Tribunal judiciaire de Paris, le 21 mai 2025, n°2025F01048

Le tribunal judiciaire de Paris, statuant le 21 mai 2025, examine un litige contractuel de location. Le bailleur réclame le paiement de loyers impayés et à échoir ainsi qu’une clause pénale. Le tribunal, après avoir constaté la validité du contrat et la défaillance du locataire, réduit la clause pénale et condamne au paiement d’une somme recalculée ainsi qu’à la restitution du bien.

La qualification et la modération de la clause pénale

La caractérisation d’une clause à fonction comminatoire. Le tribunal analyse la stipulation contestée pour en déterminer la nature juridique exacte. Il relève que le montant demandé excède le prix dû en cas d’exécution intégrale du contrat. Ce montant « correspond à l’évaluation conventionnelle et forfaitaire du préjudice subi par le bailleur du fait de la rupture du contrat » et présente « un caractère comminatoire en ayant pour objet de contraindre le locataire à exécuter ». Cette analyse permet de qualifier la stipulation de clause pénale soumise au régime de l’article 1231-5 du code civil. La portée de cette qualification est essentielle car elle ouvre la voie au contrôle judiciaire et à la modération.

Le pouvoir souverain de réduction du juge. Ayant qualifié la clause, le tribunal exerce son pouvoir de modération en cas d’excès manifeste. Il évalue le préjudice réel subi par le bailleur en cas de résiliation anticipée. Son préjudice « s’établit donc à 1.742,72 (loyers échus impayés TTC) + 3.526,93 (loyers à échoir HT) ». Comparant ce montant à la somme demandée, « le tribunal constate que la demande de 6.905,18 € excède manifestement le préjudice et la réduira à la somme de 5.269,65 € ». Cette décision illustre l’application directe du principe posé par l’article 1231-5. Elle rejoint la solution selon laquelle « le juge peut, même d’office, modérer ou augmenter la pénalité ainsi convenue si elle est manifestement excessive ou dérisoire » (Cour d’appel de appel de Douai, le 16 janvier 2025, n°23/01528). La valeur de cette motivation réside dans la méthodologie de calcul du préjudice, distinguant loyers échus et à échoir.

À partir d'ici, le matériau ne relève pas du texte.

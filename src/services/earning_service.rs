use crate::entities::{
    EarningSource, EarningStatus, SubscriptionTier, earning_entity as earnings,
    user_entity as users,
};
use crate::error::{AppError, AppResult};
use crate::models::{
    CanEarnResult, EarningQuery, EarningResponse, EarningStatsResponse, MonthlyCapStatus,
    PaginatedResponse, PaginationParams, SourceBreakdown,
};
use chrono::Utc;
use sea_orm::sea_query::Expr;
use sea_orm::{
    ActiveModelTrait, ColumnTrait, ConnectionTrait, DatabaseConnection, EntityTrait,
    IntoActiveModel, Order, PaginatorTrait, QueryFilter, QueryOrder, QuerySelect, Set,
    TransactionTrait,
};

/// 各订阅档位的月度收益上限（centavos）
/// VIP 档保留数值上限，不按“无限”处理
pub fn earning_cap(tier: &SubscriptionTier) -> i64 {
    match tier {
        SubscriptionTier::Free => 3_000,     // R$30
        SubscriptionTier::Academy => 15_000, // R$150
        SubscriptionTier::Vip => 50_000,     // R$500
    }
}

/// 当前月度桶，"YYYY-MM"
pub fn current_month() -> String {
    Utc::now().format("%Y-%m").to_string()
}

fn remaining_cap(current: i64, cap: i64) -> i64 {
    (cap - current).max(0)
}

#[derive(Clone)]
pub struct EarningService {
    pool: DatabaseConnection,
}

impl EarningService {
    pub fn new(pool: DatabaseConnection) -> Self {
        Self { pool }
    }

    /// 统计某月已入账收益（approved + paid）
    async fn month_total<C: ConnectionTrait>(
        &self,
        conn: &C,
        user_id: i64,
        period: &str,
    ) -> AppResult<i64> {
        let amounts: Vec<i64> = earnings::Entity::find()
            .select_only()
            .column(earnings::Column::Amount)
            .filter(earnings::Column::UserId.eq(user_id))
            .filter(earnings::Column::MonthlyPeriod.eq(period))
            .filter(
                earnings::Column::Status
                    .is_in([EarningStatus::Approved, EarningStatus::Paid]),
            )
            .into_tuple()
            .all(conn)
            .await?;
        Ok(amounts.iter().sum())
    }

    /// 判断当月还能否入账指定金额
    pub async fn can_earn(&self, user_id: i64, amount: i64) -> AppResult<CanEarnResult> {
        let user = users::Entity::find_by_id(user_id)
            .one(&self.pool)
            .await?
            .ok_or_else(|| AppError::NotFound("User not found".to_string()))?;

        let period = current_month();
        let current = self.month_total(&self.pool, user_id, &period).await?;
        let cap = earning_cap(&user.tier);

        Ok(CanEarnResult {
            can_earn: current + amount <= cap,
            current_earnings: current,
            cap,
            remaining: remaining_cap(current, cap),
        })
    }

    /// 台账唯一的入账写路径
    ///
    /// referral 来源先落 pending 等待审批，其余来源直接 approved 并立即入余额。
    /// 校验与写入在同一事务内，用户行加排它锁，杜绝并发绕过上限。
    pub async fn record_earning(
        &self,
        user_id: i64,
        amount: i64,
        source: EarningSource,
        related_type: Option<String>,
        related_id: Option<String>,
        description: Option<String>,
        metadata: Option<serde_json::Value>,
    ) -> AppResult<earnings::Model> {
        if amount <= 0 {
            return Err(AppError::ValidationError(
                "Earning amount must be positive".to_string(),
            ));
        }

        let txn = self.pool.begin().await?;

        // 锁定用户行，串行化同一用户的上限检查
        let user = users::Entity::find_by_id(user_id)
            .lock_exclusive()
            .one(&txn)
            .await?
            .ok_or_else(|| AppError::NotFound("User not found".to_string()))?;

        let period = current_month();
        let current = self.month_total(&txn, user_id, &period).await?;
        let cap = earning_cap(&user.tier);

        if current + amount > cap {
            return Err(AppError::CapExceeded {
                current,
                cap,
                remaining: remaining_cap(current, cap),
            });
        }

        let status = if source == EarningSource::Referral {
            EarningStatus::Pending
        } else {
            EarningStatus::Approved
        };

        let earning = earnings::ActiveModel {
            user_id: Set(user_id),
            amount: Set(amount),
            source: Set(source),
            status: Set(status.clone()),
            tier_at_time: Set(user.tier.clone()),
            monthly_period: Set(period),
            related_type: Set(related_type),
            related_id: Set(related_id),
            description: Set(description),
            metadata: Set(metadata),
            ..Default::default()
        }
        .insert(&txn)
        .await?;

        // 自动审批的来源立即入余额
        if status == EarningStatus::Approved {
            self.credit_balance(&txn, user_id, amount).await?;
        }

        txn.commit().await?;

        log::info!(
            "Recorded earning {} for user {}: {} centavos from {} ({})",
            earning.id,
            user_id,
            amount,
            earning.source,
            earning.status
        );

        Ok(earning)
    }

    /// 审批 referral 收益；此刻才重查上限并入余额
    pub async fn approve_earning(
        &self,
        earning_id: i64,
        admin_id: i64,
    ) -> AppResult<earnings::Model> {
        let txn = self.pool.begin().await?;

        let earning = earnings::Entity::find_by_id(earning_id)
            .lock_exclusive()
            .one(&txn)
            .await?
            .ok_or_else(|| AppError::NotFound("Earning not found".to_string()))?;

        if earning.status != EarningStatus::Pending {
            return Err(AppError::InvalidState(format!(
                "Earning {} is {}, only pending earnings can be approved",
                earning_id, earning.status
            )));
        }

        let user = users::Entity::find_by_id(earning.user_id)
            .lock_exclusive()
            .one(&txn)
            .await?
            .ok_or_else(|| AppError::NotFound("User not found".to_string()))?;

        // 创建之后其它收益可能已占满当月额度，审批时按原月度桶重查
        let current = self
            .month_total(&txn, earning.user_id, &earning.monthly_period)
            .await?;
        let cap = earning_cap(&user.tier);
        if current + earning.amount > cap {
            return Err(AppError::CapExceeded {
                current,
                cap,
                remaining: remaining_cap(current, cap),
            });
        }

        let user_id = earning.user_id;
        let amount = earning.amount;

        let mut am = earning.into_active_model();
        am.status = Set(EarningStatus::Approved);
        am.reviewed_by = Set(Some(admin_id));
        am.reviewed_at = Set(Some(Utc::now()));
        let updated = am.update(&txn).await?;

        self.credit_balance(&txn, user_id, amount).await?;

        txn.commit().await?;

        log::info!(
            "Earning {} approved by admin {}: {} centavos credited to user {}",
            earning_id,
            admin_id,
            amount,
            user_id
        );

        Ok(updated)
    }

    /// 驳回 pending 收益；pending 从未入过余额，无需回滚资金
    pub async fn reject_earning(
        &self,
        earning_id: i64,
        admin_id: i64,
        reason: String,
    ) -> AppResult<earnings::Model> {
        let txn = self.pool.begin().await?;

        let earning = earnings::Entity::find_by_id(earning_id)
            .lock_exclusive()
            .one(&txn)
            .await?
            .ok_or_else(|| AppError::NotFound("Earning not found".to_string()))?;

        if earning.status != EarningStatus::Pending {
            return Err(AppError::InvalidState(format!(
                "Earning {} is {}, only pending earnings can be rejected",
                earning_id, earning.status
            )));
        }

        let mut am = earning.into_active_model();
        am.status = Set(EarningStatus::Rejected);
        am.reviewed_by = Set(Some(admin_id));
        am.reviewed_at = Set(Some(Utc::now()));
        am.rejection_reason = Set(Some(reason));
        let updated = am.update(&txn).await?;

        txn.commit().await?;

        log::info!("Earning {} rejected by admin {}", earning_id, admin_id);

        Ok(updated)
    }

    pub async fn get_user_earnings(
        &self,
        user_id: i64,
        query: &EarningQuery,
    ) -> AppResult<PaginatedResponse<EarningResponse>> {
        let params = PaginationParams::new(query.page, query.per_page);

        let mut base_query =
            earnings::Entity::find().filter(earnings::Column::UserId.eq(user_id));

        if let Some(status) = &query.status {
            base_query = base_query.filter(earnings::Column::Status.eq(status.clone()));
        }
        if let Some(source) = &query.source {
            base_query = base_query.filter(earnings::Column::Source.eq(source.clone()));
        }
        if let Some(period) = &query.monthly_period {
            base_query = base_query.filter(earnings::Column::MonthlyPeriod.eq(period.clone()));
        }

        let total = base_query.clone().count(&self.pool).await? as i64;

        let items = base_query
            .order_by(earnings::Column::CreatedAt, Order::Desc)
            .limit(params.get_limit() as u64)
            .offset(params.get_offset() as u64)
            .all(&self.pool)
            .await?;

        Ok(PaginatedResponse::new(
            items.into_iter().map(EarningResponse::from).collect(),
            params.get_page(),
            params.get_limit(),
            total,
        ))
    }

    /// 管理员审批队列（所有用户的 pending 收益）
    pub async fn get_pending_earnings(
        &self,
        page: Option<u32>,
        per_page: Option<u32>,
    ) -> AppResult<PaginatedResponse<EarningResponse>> {
        let params = PaginationParams::new(page, per_page);

        let base_query =
            earnings::Entity::find().filter(earnings::Column::Status.eq(EarningStatus::Pending));

        let total = base_query.clone().count(&self.pool).await? as i64;

        let items = base_query
            .order_by(earnings::Column::CreatedAt, Order::Asc)
            .limit(params.get_limit() as u64)
            .offset(params.get_offset() as u64)
            .all(&self.pool)
            .await?;

        Ok(PaginatedResponse::new(
            items.into_iter().map(EarningResponse::from).collect(),
            params.get_page(),
            params.get_limit(),
            total,
        ))
    }

    pub async fn get_user_earning_stats(&self, user_id: i64) -> AppResult<EarningStatsResponse> {
        let user = users::Entity::find_by_id(user_id)
            .one(&self.pool)
            .await?
            .ok_or_else(|| AppError::NotFound("User not found".to_string()))?;

        let rows = earnings::Entity::find()
            .filter(earnings::Column::UserId.eq(user_id))
            .all(&self.pool)
            .await?;

        let period = current_month();
        let cap = earning_cap(&user.tier);

        let mut total_earned = 0i64;
        let mut pending_amount = 0i64;
        let mut month_earned = 0i64;
        let mut by_source: Vec<SourceBreakdown> = Vec::new();

        for e in &rows {
            match e.status {
                EarningStatus::Approved | EarningStatus::Paid => {
                    total_earned += e.amount;
                    if e.monthly_period == period {
                        month_earned += e.amount;
                    }
                    if let Some(entry) =
                        by_source.iter_mut().find(|s| s.source == e.source)
                    {
                        entry.total += e.amount;
                    } else {
                        by_source.push(SourceBreakdown {
                            source: e.source.clone(),
                            total: e.amount,
                        });
                    }
                }
                EarningStatus::Pending => pending_amount += e.amount,
                EarningStatus::Rejected => {}
            }
        }

        Ok(EarningStatsResponse {
            total_earned,
            pending_amount,
            current_month: MonthlyCapStatus {
                period,
                earned: month_earned,
                cap,
                remaining: remaining_cap(month_earned, cap),
            },
            by_source,
        })
    }

    /// 原子加余额与累计收益（不做读-改-写）
    async fn credit_balance<C: ConnectionTrait>(
        &self,
        conn: &C,
        user_id: i64,
        amount: i64,
    ) -> AppResult<()> {
        users::Entity::update_many()
            .col_expr(
                users::Column::RealMoneyBalance,
                Expr::col(users::Column::RealMoneyBalance).add(amount),
            )
            .col_expr(
                users::Column::TotalEarned,
                Expr::col(users::Column::TotalEarned).add(amount),
            )
            .col_expr(users::Column::UpdatedAt, Expr::cust("NOW()"))
            .filter(users::Column::Id.eq(user_id))
            .exec(conn)
            .await?;
        Ok(())
    }
}

#[cfg(test)]
mod tests {
    use super::*;

    #[test]
    fn test_earning_cap_table() {
        assert_eq!(earning_cap(&SubscriptionTier::Free), 3_000);
        assert_eq!(earning_cap(&SubscriptionTier::Academy), 15_000);
        assert_eq!(earning_cap(&SubscriptionTier::Vip), 50_000);
    }

    #[test]
    fn test_current_month_format() {
        let period = current_month();
        assert_eq!(period.len(), 7);
        let (year, month) = period.split_once('-').unwrap();
        assert_eq!(year.len(), 4);
        assert!(year.parse::<u32>().is_ok());
        let month: u32 = month.parse().unwrap();
        assert!((1..=12).contains(&month));
    }

    #[test]
    fn test_remaining_cap() {
        assert_eq!(remaining_cap(0, 3_000), 3_000);
        assert_eq!(remaining_cap(2_500, 3_000), 500);
        assert_eq!(remaining_cap(3_000, 3_000), 0);
        // 超额历史数据不产生负剩余
        assert_eq!(remaining_cap(5_000, 3_000), 0);
    }

    #[test]
    fn test_free_tier_cap_scenario() {
        // 免费档已入账 R$25，再入 R$10 必须触顶
        let current = 2_500;
        let cap = earning_cap(&SubscriptionTier::Free);
        assert!(current + 1_000 > cap);
        // R$5 以内仍可入账
        assert!(current + 500 <= cap);
    }
}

Les autres modalités de réparation du préjudice contractuel

La réparation complémentaire par la restitution en nature. Au-delà de l’indemnisation pécuniaire, le tribunal ordonne la restitution du bien loué. Il rappelle le principe général énoncé à l’article 1352 du code civil. « Le tribunal rappelle qu’aux termes de l’article 1352 du code civil, celle-ci a lieu en nature ou, lorsque cela est impossible, en valeur ». Pour en assurer l’exécution, il assortit cette condamnation d’une astreinte provisionnelle. Le tribunal « condamnera donc la société L&M GROUPE SAS à restituer en nature le matériel loué sous astreinte de 10 € par jour ». Cette mesure garantit l’efficacité pratique de la décision de justice. Sa portée est préventive et coercitive, visant à obtenir une exécution effective plutôt qu’une simple compensation financière.

Le rejet des demandes indemnitaires non justifiées. Le tribunal opère un contrôle strict des autres demandes formulées par le bailleur. Concernant une demande de dommages et intérêts distincte, il la rejette faute de preuve. La demanderesse « ne justifiant pas d’un préjudice indépendant du retard de paiement par la société L&M GROUPE SAS, elle sera déboutée de ce chef de demande ». Ce refus s’appuie sur le visa de l’article 1231-6 du code civil relatif aux intérêts moratoires. La solution affirme le principe selon lequel le retard de paiement est réparé par les seuls intérêts légaux. La valeur de ce raisonnement est de circonscrire l’indemnisation au préjudice réellement subi et prouvé, évitant toute compensation cumulative.

Source : Cour de cassation – Base Open Data « Judilibre » & « Légifrance ».